課題図書『遺伝子インフェルノ』/ありきたりの裏にあるモノ

2004-05-21 23:02:33 | 課題図書
前回からだいぶ間があいてしまったが、読了したので、つらつらと書いていこうと思う。

本作はSFである。がしかし、二瓶氏も指摘していた通り、SFとしてはありきたりで、正直新味はない。しかし、本作で注目すべきは、SFとしての道具立てではない。

それは、あくまで文明を肯定していることであると見た。一見、行き過ぎた人類文明に警鐘を鳴らしているかのようにも読めるが、そうでは無いと思えた。
最もはっきりとその事が表れた一編は、以下の様なものである。
文明を拒絶し、世間と隔絶され、採集生活をして暮らしていたムラの中で、一人の若者が蒸気機関を発明してしまう、というエピソード。

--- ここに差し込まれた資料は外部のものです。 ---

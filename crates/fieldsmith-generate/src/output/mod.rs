use std::fmt;
use std::fs::File;
use std::io::{BufWriter, Write};
use std::path::Path;
use std::str::FromStr;

use serde::{Deserialize, Serialize};

use crate::errors::GenerationError;
use crate::model::GenerationResult;

pub mod csv;
pub mod json;

pub use self::csv::write_rows_csv;
pub use self::json::write_rows_json;

/// Serialization format for generated rows.
#[derive(Debug, Clone, Copy, PartialEq, Eq, Default, Serialize, Deserialize)]
#[serde(rename_all = "lowercase")]
pub enum OutputFormat {
    #[default]
    Csv,
    Json,
}

impl OutputFormat {
    pub fn as_str(self) -> &'static str {
        match self {
            OutputFormat::Csv => "csv",
            OutputFormat::Json => "json",
        }
    }
}

impl fmt::Display for OutputFormat {
    fn fmt(&self, f: &mut fmt::Formatter<'_>) -> fmt::Result {
        f.write_str(self.as_str())
    }
}

impl FromStr for OutputFormat {
    type Err = GenerationError;

    fn from_str(value: &str) -> Result<Self, Self::Err> {
        match value.trim().to_ascii_lowercase().as_str() {
            "csv" => Ok(OutputFormat::Csv),
            "json" => Ok(OutputFormat::Json),
            other => Err(GenerationError::invalid_options(format!(
                "unsupported output format '{other}' (expected csv or json)"
            ))),
        }
    }
}

/// Write generated rows to `writer`; returns the number of bytes written.
pub fn write_rows<W: Write>(
    writer: W,
    format: OutputFormat,
    result: &GenerationResult,
) -> Result<u64, GenerationError> {
    match format {
        OutputFormat::Csv => write_rows_csv(writer, &result.field_order, &result.rows),
        OutputFormat::Json => write_rows_json(writer, &result.field_order, &result.rows),
    }
}

/// Write generated rows to a file, replacing it.
pub fn write_rows_to_path(
    path: &Path,
    format: OutputFormat,
    result: &GenerationResult,
) -> Result<u64, GenerationError> {
    let writer = BufWriter::new(File::create(path)?);
    write_rows(writer, format, result)
}

/// Counts bytes passed through to the inner writer.
pub(crate) struct CountingWriter<W: Write> {
    inner: W,
    bytes: u64,
}

impl<W: Write> CountingWriter<W> {
    pub(crate) fn new(inner: W) -> Self {
        Self { inner, bytes: 0 }
    }

    pub(crate) fn bytes_written(&self) -> u64 {
        self.bytes
    }
}

impl<W: Write> Write for CountingWriter<W> {
    fn write(&mut self, buf: &[u8]) -> std::io::Result<usize> {
        let size = self.inner.write(buf)?;
        self.bytes = self.bytes.saturating_add(size as u64);
        Ok(size)
    }

    fn flush(&mut self) -> std::io::Result<()> {
        self.inner.flush()
    }
}
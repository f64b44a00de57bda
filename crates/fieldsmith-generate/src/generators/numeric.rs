use rand::Rng;
use rand::distr::Alphanumeric;

use crate::errors::GenerationError;
use crate::generators::{Generator, GeneratorContext, GeneratorRegistry, non_blank, parse_range};

const DEFAULT_STRING_LENGTH: usize = 10;
const RESET_KEYWORD: &str = "RESET";

pub fn register(registry: &mut GeneratorRegistry) {
    registry.register_generator(Box::new(RangeNumberGenerator));
    registry.register_generator(Box::new(IncrementalNumberGenerator));
    registry.register_generator(Box::new(RandomStringGenerator));
    registry.register_generator(Box::new(BooleanGenerator {
        id: "Boolean.trueFalse",
        name: "True/False",
        labels: ("True", "False"),
    }));
    registry.register_generator(Box::new(BooleanGenerator {
        id: "Boolean.trueFalseYN",
        name: "Y/N",
        labels: ("Y", "N"),
    }));
}

/// Uniform integer in an inclusive `min-max` range.
struct RangeNumberGenerator;

impl Generator for RangeNumberGenerator {
    fn id(&self) -> &'static str {
        "Number.range"
    }

    fn name(&self) -> &'static str {
        "Number Range"
    }

    fn generate(
        &self,
        _ctx: &GeneratorContext<'_>,
        options: Option<&str>,
        rng: &mut dyn rand::RngCore,
    ) -> Result<String, GenerationError> {
        let options = non_blank(options).ok_or_else(|| {
            GenerationError::invalid_options(
                "Options must contain a valid number range in the format 'min-max'.",
            )
        })?;
        let (min, max) = parse_range(options)?;
        Ok(rng.random_range(min..=max).to_string())
    }
}

/// `min + row index`. Past `max` the sequence is exhausted, or wraps back to
/// `min` when the options carry `RESET`.
struct IncrementalNumberGenerator;

impl Generator for IncrementalNumberGenerator {
    fn id(&self) -> &'static str {
        "Number.incremental"
    }

    fn name(&self) -> &'static str {
        "Incremental Number"
    }

    fn generate(
        &self,
        ctx: &GeneratorContext<'_>,
        options: Option<&str>,
        _rng: &mut dyn rand::RngCore,
    ) -> Result<String, GenerationError> {
        let options = non_blank(options).ok_or_else(|| {
            GenerationError::invalid_options(
                "Options must contain a valid number range in the format 'min-max'. Optionally, use 'RESET' to restart the sequence.",
            )
        })?;
        let wraps = options.contains(RESET_KEYWORD);
        let (min, max) = parse_range(options.replace(RESET_KEYWORD, "").trim())?;

        let offset = i128::from(ctx.row_index());
        let span = i128::from(max) - i128::from(min) + 1;
        let value = if wraps {
            i128::from(min) + offset % span
        } else {
            i128::from(min) + offset
        };
        if value > i128::from(max) {
            return Err(GenerationError::invalid_options(
                "Exceeded maximum value in incremental mode.",
            ));
        }
        Ok(value.to_string())
    }
}

/// Alphanumeric text; the options hold the length (default 10).
struct RandomStringGenerator;

impl Generator for RandomStringGenerator {
    fn id(&self) -> &'static str {
        "String.random"
    }

    fn name(&self) -> &'static str {
        "Random String"
    }

    fn generate(
        &self,
        _ctx: &GeneratorContext<'_>,
        options: Option<&str>,
        rng: &mut dyn rand::RngCore,
    ) -> Result<String, GenerationError> {
        let length = match non_blank(options) {
            None => DEFAULT_STRING_LENGTH,
            Some(options) => {
                let length: i64 = options.parse().map_err(|_| {
                    GenerationError::invalid_options(
                        "Options must contain a valid integer for string length.",
                    )
                })?;
                usize::try_from(length)
                    .ok()
                    .filter(|length| *length >= 1)
                    .ok_or_else(|| {
                        GenerationError::invalid_options("Length must be a positive integer.")
                    })?
            }
        };
        Ok((0..length)
            .map(|_| char::from(rng.sample(Alphanumeric)))
            .collect())
    }
}

struct BooleanGenerator {
    id: &'static str,
    name: &'static str,
    labels: (&'static str, &'static str),
}

impl Generator for BooleanGenerator {
    fn id(&self) -> &'static str {
        self.id
    }

    fn name(&self) -> &'static str {
        self.name
    }

    fn generate(
        &self,
        _ctx: &GeneratorContext<'_>,
        _options: Option<&str>,
        rng: &mut dyn rand::RngCore,
    ) -> Result<String, GenerationError> {
        let (yes, no) = self.labels;
        let label = if rng.random_bool(0.5) { yes } else { no };
        Ok(label.to_string())
    }
}

#[cfg(test)]
mod tests {
    use crate::generators::test_support::{generate, row};

    #[test]
    fn range_is_inclusive() {
        let row = row(0, &[]);
        let mut seen = std::collections::BTreeSet::new();
        for seed in 0..200 {
            let value: i64 = generate("Number.range", Some("1-3"), &row, seed)
                .expect("range")
                .parse()
                .expect("integer");
            seen.insert(value);
        }
        assert_eq!(seen.into_iter().collect::<Vec<_>>(), vec![1, 2, 3]);
    }

    #[test]
    fn range_rejects_bad_options() {
        let row = row(0, &[]);
        assert!(generate("Number.range", None, &row, 0).is_err());
        assert!(generate("Number.range", Some("9-1"), &row, 0).is_err());
        assert!(generate("Number.range", Some("a-b"), &row, 0).is_err());
    }

    #[test]
    fn incremental_follows_the_row_index() {
        let value = |index, options| generate("Number.incremental", Some(options), &row(index, &[]), 0);
        assert_eq!(value(0, "100-102").ok().as_deref(), Some("100"));
        assert_eq!(value(2, "100-102").ok().as_deref(), Some("102"));
        assert_eq!(
            value(3, "100-102").map_err(|err| err.to_string()),
            Err("Exceeded maximum value in incremental mode.".to_string())
        );
        assert_eq!(value(3, "100-102 RESET").ok().as_deref(), Some("100"));
        assert_eq!(value(7, "RESET 1-3").ok().as_deref(), Some("2"));
    }

    #[test]
    fn random_string_length() {
        let row = row(0, &[]);
        let default = generate("String.random", None, &row, 1).expect("string");
        assert_eq!(default.len(), 10);
        assert!(default.chars().all(|ch| ch.is_ascii_alphanumeric()));
        assert_eq!(generate("String.random", Some(" 4 "), &row, 1).expect("string").len(), 4);
        assert!(generate("String.random", Some("0"), &row, 1).is_err());
        assert!(generate("String.random", Some("many"), &row, 1).is_err());
    }

    #[test]
    fn booleans_use_their_labels() {
        let row = row(0, &[]);
        for seed in 0..10 {
            let value = generate("Boolean.trueFalse", None, &row, seed).expect("bool");
            assert!(value == "True" || value == "False");
            let value = generate("Boolean.trueFalseYN", None, &row, seed).expect("bool");
            assert!(value == "Y" || value == "N");
        }
    }
}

結局人間とは文明を形作るものであり、現在の姿は必然であると受け取れる。だから、人類は文明とうまく折り合いを付けることができる。無闇に恐れるなかれ、というようなメッセージだと思えた。

そして、ラストシーンでは人類は新たな可能性を見出す・・・
と、こういう風に書くと、余計陳腐に見えてしまうが、もちろん作品自体はそんなことはない。SFを敬遠している様な人にこそ、読んでもらいたい一冊だ。